Task instructions:
State the count of lines below featuring the word "boxes", and write nothing further.

+++

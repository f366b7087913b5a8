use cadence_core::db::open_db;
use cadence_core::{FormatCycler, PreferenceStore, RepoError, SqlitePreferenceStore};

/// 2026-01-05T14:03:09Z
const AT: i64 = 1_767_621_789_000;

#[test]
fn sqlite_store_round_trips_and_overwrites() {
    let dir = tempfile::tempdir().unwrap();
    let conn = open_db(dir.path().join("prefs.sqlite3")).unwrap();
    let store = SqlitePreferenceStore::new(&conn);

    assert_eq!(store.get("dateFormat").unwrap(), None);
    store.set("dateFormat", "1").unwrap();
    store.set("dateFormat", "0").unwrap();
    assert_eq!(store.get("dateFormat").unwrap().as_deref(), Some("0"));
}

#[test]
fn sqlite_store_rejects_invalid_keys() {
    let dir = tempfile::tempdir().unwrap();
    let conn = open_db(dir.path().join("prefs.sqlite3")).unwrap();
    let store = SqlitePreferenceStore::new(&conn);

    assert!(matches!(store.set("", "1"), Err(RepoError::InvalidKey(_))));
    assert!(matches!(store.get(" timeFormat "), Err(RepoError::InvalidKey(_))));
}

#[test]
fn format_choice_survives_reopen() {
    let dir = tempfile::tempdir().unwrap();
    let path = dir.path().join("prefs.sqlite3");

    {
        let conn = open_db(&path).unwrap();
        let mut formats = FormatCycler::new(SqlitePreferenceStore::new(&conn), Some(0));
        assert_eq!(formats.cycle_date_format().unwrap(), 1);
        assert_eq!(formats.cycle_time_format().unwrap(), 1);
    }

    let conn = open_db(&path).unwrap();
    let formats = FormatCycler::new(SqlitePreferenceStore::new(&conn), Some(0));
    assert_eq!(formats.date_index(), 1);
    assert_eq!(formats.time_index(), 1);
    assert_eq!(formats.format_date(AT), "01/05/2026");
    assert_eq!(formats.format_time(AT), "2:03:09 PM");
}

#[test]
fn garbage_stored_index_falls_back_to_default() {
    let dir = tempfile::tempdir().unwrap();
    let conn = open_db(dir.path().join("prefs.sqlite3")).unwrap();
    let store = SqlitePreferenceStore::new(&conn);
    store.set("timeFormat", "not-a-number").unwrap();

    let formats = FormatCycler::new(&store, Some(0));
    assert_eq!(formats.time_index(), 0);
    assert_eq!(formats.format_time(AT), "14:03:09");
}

+++

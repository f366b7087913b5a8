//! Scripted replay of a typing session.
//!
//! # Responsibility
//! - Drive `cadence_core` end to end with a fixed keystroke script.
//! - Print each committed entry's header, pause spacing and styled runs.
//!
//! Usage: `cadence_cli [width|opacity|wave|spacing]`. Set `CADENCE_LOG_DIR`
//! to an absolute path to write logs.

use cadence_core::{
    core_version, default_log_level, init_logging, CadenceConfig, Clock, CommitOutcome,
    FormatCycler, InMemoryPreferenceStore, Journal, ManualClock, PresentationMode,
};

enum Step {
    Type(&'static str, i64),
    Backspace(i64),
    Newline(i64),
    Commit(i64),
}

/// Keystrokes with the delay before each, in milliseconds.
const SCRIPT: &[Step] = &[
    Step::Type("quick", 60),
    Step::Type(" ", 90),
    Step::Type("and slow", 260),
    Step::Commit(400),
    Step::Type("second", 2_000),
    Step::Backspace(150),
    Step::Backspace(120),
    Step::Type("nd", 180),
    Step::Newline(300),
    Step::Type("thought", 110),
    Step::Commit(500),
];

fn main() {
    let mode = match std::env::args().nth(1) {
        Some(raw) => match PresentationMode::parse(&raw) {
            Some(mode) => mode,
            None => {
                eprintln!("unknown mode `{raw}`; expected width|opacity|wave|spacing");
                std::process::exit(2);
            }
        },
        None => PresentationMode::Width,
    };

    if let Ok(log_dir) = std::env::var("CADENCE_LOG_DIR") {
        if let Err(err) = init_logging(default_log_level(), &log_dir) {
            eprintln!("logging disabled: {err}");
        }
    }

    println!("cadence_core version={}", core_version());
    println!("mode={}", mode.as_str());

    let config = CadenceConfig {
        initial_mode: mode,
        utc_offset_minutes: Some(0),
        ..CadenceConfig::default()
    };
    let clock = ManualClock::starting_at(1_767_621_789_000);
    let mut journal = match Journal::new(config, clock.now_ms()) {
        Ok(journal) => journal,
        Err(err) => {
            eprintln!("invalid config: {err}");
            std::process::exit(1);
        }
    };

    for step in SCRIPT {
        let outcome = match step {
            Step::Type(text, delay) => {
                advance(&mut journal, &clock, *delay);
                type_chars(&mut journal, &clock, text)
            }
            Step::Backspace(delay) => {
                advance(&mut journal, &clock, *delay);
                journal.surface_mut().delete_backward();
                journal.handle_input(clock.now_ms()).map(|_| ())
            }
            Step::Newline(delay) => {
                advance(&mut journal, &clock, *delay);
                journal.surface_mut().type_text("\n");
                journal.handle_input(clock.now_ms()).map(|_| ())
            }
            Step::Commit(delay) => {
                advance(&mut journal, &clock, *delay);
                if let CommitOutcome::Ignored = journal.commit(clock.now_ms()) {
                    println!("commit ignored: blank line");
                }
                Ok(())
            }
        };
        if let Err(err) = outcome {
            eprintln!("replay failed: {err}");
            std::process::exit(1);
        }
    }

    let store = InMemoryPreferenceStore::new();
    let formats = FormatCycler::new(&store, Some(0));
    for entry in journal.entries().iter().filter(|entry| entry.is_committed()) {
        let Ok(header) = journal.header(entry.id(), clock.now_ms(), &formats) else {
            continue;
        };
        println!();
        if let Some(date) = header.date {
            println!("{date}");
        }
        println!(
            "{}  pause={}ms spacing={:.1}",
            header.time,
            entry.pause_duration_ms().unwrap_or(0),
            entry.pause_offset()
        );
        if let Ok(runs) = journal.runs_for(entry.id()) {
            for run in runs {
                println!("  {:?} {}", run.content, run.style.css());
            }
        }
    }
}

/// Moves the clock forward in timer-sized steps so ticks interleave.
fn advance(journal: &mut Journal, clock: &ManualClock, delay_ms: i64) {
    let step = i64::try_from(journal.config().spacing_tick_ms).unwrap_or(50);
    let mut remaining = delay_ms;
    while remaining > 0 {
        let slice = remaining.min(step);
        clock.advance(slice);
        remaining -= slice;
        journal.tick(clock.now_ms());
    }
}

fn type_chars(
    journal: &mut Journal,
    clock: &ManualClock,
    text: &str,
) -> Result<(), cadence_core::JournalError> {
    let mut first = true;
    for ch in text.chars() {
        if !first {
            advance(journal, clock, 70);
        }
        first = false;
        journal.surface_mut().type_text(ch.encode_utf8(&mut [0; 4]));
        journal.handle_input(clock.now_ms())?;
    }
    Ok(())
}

+++

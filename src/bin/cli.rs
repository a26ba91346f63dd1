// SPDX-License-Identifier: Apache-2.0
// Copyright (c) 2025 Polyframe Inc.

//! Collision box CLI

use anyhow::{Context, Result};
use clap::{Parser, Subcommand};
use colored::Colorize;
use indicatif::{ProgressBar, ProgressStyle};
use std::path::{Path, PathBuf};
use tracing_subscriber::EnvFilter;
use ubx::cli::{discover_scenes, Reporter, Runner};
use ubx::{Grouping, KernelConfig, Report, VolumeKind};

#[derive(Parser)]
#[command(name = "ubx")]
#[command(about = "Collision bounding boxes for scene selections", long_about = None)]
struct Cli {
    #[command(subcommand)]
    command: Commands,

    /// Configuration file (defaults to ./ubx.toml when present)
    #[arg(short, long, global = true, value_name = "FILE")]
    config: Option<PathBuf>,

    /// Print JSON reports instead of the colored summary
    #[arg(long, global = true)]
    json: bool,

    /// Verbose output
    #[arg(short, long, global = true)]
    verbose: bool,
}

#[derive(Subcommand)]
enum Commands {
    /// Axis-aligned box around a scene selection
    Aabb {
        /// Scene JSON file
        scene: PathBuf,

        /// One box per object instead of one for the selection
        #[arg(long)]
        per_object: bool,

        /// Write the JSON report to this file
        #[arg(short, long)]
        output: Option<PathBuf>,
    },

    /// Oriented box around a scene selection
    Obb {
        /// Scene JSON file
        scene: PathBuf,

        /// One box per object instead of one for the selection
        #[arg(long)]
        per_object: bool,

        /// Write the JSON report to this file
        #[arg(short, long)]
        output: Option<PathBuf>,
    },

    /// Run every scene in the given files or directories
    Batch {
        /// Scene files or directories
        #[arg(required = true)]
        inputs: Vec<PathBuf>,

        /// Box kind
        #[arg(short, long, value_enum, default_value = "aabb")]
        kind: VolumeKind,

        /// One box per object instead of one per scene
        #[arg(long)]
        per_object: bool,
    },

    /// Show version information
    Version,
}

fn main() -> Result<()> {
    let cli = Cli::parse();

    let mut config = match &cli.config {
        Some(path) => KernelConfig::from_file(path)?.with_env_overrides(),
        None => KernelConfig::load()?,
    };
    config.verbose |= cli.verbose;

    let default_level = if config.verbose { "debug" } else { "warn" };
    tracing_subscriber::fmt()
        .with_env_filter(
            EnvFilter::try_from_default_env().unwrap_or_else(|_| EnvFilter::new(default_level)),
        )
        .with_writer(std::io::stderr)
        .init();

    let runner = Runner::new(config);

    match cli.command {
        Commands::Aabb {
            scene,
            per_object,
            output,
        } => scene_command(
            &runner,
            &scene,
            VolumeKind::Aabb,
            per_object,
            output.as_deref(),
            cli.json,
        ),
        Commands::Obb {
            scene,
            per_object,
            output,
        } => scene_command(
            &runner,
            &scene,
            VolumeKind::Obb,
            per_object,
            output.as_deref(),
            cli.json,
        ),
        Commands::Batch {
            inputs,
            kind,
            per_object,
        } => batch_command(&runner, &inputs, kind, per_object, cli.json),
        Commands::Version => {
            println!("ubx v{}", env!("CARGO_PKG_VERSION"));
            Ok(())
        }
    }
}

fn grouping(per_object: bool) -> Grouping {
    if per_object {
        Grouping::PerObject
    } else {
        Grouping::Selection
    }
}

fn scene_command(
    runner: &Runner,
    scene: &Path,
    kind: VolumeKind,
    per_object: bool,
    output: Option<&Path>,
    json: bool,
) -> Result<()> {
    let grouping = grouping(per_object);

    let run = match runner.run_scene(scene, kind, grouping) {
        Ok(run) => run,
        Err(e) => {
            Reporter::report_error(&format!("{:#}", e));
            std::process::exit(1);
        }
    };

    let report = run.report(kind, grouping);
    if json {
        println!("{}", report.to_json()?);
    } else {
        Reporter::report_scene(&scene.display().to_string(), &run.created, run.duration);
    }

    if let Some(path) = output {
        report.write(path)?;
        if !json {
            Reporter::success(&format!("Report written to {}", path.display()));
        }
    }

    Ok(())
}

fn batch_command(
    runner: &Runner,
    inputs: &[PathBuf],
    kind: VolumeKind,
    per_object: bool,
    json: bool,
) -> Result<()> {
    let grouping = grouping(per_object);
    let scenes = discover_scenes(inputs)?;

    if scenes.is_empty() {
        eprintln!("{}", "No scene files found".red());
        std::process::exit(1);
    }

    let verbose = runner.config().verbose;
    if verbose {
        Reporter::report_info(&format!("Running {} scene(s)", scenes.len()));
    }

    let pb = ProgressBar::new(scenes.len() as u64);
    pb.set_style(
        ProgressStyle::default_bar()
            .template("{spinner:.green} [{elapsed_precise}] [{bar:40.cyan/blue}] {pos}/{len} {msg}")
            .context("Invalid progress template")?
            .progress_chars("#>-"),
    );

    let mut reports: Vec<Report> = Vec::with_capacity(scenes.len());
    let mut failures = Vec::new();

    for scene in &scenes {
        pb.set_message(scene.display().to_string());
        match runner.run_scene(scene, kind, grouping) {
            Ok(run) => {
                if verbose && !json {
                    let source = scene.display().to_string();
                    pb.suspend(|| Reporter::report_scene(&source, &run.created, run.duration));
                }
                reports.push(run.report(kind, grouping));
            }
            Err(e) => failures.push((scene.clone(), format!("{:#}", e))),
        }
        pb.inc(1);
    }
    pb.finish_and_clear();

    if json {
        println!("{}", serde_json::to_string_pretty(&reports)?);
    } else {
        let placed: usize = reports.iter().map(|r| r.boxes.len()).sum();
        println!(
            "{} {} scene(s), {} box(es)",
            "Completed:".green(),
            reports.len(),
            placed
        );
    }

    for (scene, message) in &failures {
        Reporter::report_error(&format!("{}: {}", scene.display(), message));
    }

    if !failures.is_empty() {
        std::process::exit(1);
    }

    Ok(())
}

+++

Expected output:
2